RECORDS SUPPLIED section start

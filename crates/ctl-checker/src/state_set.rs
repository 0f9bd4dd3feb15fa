//! A dense bitset of [`StateId`]s, used as the working-set representation
//! for satisfaction sets.
//!
//! A bitset indexed by a dense state id is the natural representation for
//! dense graphs; `kripke-graph` assigns ids densely by
//! default (via `fresh_state`), but the builder API also allows a caller
//! to choose arbitrary, possibly sparse ids. [`StateSet`] sizes its bitset
//! to `Graph::capacity()` (one past the largest id ever seen) rather than
//! `Graph::len()` so indexing by raw `StateId` is always safe; complement
//! is taken relative to an explicit universe (the graph's actual state
//! set), not "every index in range", so sparse ids never leak spurious
//! members into a complemented set.

use kripke_graph::{Graph, StateId};
use std::fmt;

/// A set of states represented as a dense bitset.
#[derive(Clone, PartialEq, Eq)]
pub struct StateSet {
    bits: fixedbitset::FixedBitSet,
}

impl StateSet {
    /// The empty set, sized to index any state id up to `capacity - 1`.
    pub fn empty(capacity: usize) -> Self {
        StateSet {
            bits: fixedbitset::FixedBitSet::with_capacity(capacity),
        }
    }

    /// The set of all states actually present in `graph` (not every index
    /// in `0..graph.capacity()` — those may include gaps from sparse ids).
    pub fn all(graph: &Graph) -> Self {
        let mut bits = fixedbitset::FixedBitSet::with_capacity(graph.capacity());
        for s in graph.states() {
            bits.insert(s.index());
        }
        StateSet { bits }
    }

    /// Inserts a state into the set.
    pub fn insert(&mut self, s: StateId) {
        self.bits.insert(s.index());
    }

    /// Removes a state from the set.
    pub fn remove(&mut self, s: StateId) {
        self.bits.set(s.index(), false);
    }

    /// Whether `s` is a member.
    pub fn contains(&self, s: StateId) -> bool {
        self.bits.contains(s.index())
    }

    /// Number of member states.
    pub fn count(&self) -> usize {
        self.bits.count_ones(..)
    }

    /// Set union.
    pub fn union(&self, other: &StateSet) -> StateSet {
        let mut out = self.clone();
        out.bits.union_with(&other.bits);
        out
    }

    /// Set intersection.
    pub fn intersect(&self, other: &StateSet) -> StateSet {
        let mut out = self.clone();
        out.bits.intersect_with(&other.bits);
        out
    }

    /// Complement relative to `universe` (typically [`StateSet::all`] for
    /// the graph being checked).
    pub fn complement_in(&self, universe: &StateSet) -> StateSet {
        let mut out = universe.clone();
        out.bits.difference_with(&self.bits);
        out
    }

    /// Iterates member states in ascending index order.
    pub fn iter(&self) -> impl Iterator<Item = StateId> + '_ {
        self.bits.ones().map(|i| StateId(i as u32))
    }

    /// Collects member states into a `Vec`, ascending order.
    pub fn to_vec(&self) -> Vec<StateId> {
        self.iter().collect()
    }
}

impl fmt::Debug for StateSet {
    fn fmt(&self, f: &mut fmt::Formatter<'_>) -> fmt::Result {
        f.debug_set().entries(self.iter()).finish()
    }
}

RECORDS SUPPLIED section end

§ WHAT THE TASK ASKS
The word "representation" appears in some of the lines above. Copy those lines.

§ ANSWER TO THE EXERCISE
//! A dense bitset of [`StateId`]s, used as the working-set representation
//! A bitset indexed by a dense state id is the natural representation for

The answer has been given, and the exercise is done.